(Collected data)
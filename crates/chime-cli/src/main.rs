//! Chime CLI - Interactive terminal soundboard

mod app;
mod cli;
mod settings;

use std::io::{ self, BufRead, Write };

use anyhow::Result;
use clap::Parser;
use tracing_subscriber::{ layer::SubscriberExt, util::SubscriberInitExt, EnvFilter };

use app::{ App, Clock, Flow };
use cli::Args;
use settings::Settings;

use chime_core::{ Backend, Command, CpalBackend, NullBackend };


fn init_logging( settings: &Settings ) {
    let filter = EnvFilter::try_from_default_env()
        .or_else( |_| EnvFilter::try_new( &settings.log_filter ) )
        .unwrap_or_else( |_| EnvFilter::new( settings::DEFAULT_LOG_FILTER ) );

    tracing_subscriber::registry()
        .with( filter )
        .with( tracing_subscriber::fmt::layer().with_writer( io::stderr ) )
        .init();
}


/// Reads slash commands from stdin until `/quit` or end of input.
fn run<B: Backend + Clock>( mut app: App<B>, args: &Args ) -> Result<()> {
    for path in &args.files {
        match app.load( path ) {
            Ok( handle ) => println!( "{} {}", handle, path.display() ),
            Err( e ) => eprintln!( "Error: {:#}", e ),
        }
    }

    println!( "Type /help for commands." );

    let stdin = io::stdin();
    let mut stdout = io::stdout();
    let mut lines = stdin.lock().lines();

    loop {
        print!( "> " );
        stdout.flush()?;

        let line = match lines.next() {
            Some( line ) => line?,
            None => break,
        };
        let input = line.trim();
        if input.is_empty() {
            continue;
        }

        app.tick();

        let input = input.strip_prefix( '/' ).unwrap_or( input );
        match Command::parse( input ) {
            Ok( cmd ) => match app.run_command( cmd ) {
                Ok(( flow, message )) => {
                    println!( "{}", message );
                    if flow == Flow::Quit {
                        break;
                    }
                }
                Err( e ) => println!( "Error: {:#}", e ),
            },
            Err( e ) => println!( "{}", e ),
        }
    }

    app.shutdown();
    Ok(())
}


fn main() -> Result<()> {
    let args = Args::parse();
    let settings = Settings::load();
    init_logging( &settings );
    settings.save_if_missing();

    let gain = args.gain.unwrap_or( settings.default_gain );
    let looped = args.looped || settings.loop_by_default;

    if args.headless || settings.headless {
        tracing::info!( "Starting headless" );
        run( App::new( NullBackend::new(), gain, looped )?, &args )
    } else {
        run( App::new( CpalBackend::new(), gain, looped )?, &args )
    }
}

— WHAT IS REQUIRED —
Wherever "NullBackend" occurs in the records above, copy the line it sits in.

— WRITTEN ANSWER —
use chime_core::{ Backend, Command, CpalBackend, NullBackend };
        run( App::new( NullBackend::new(), gain, looped )?, &args )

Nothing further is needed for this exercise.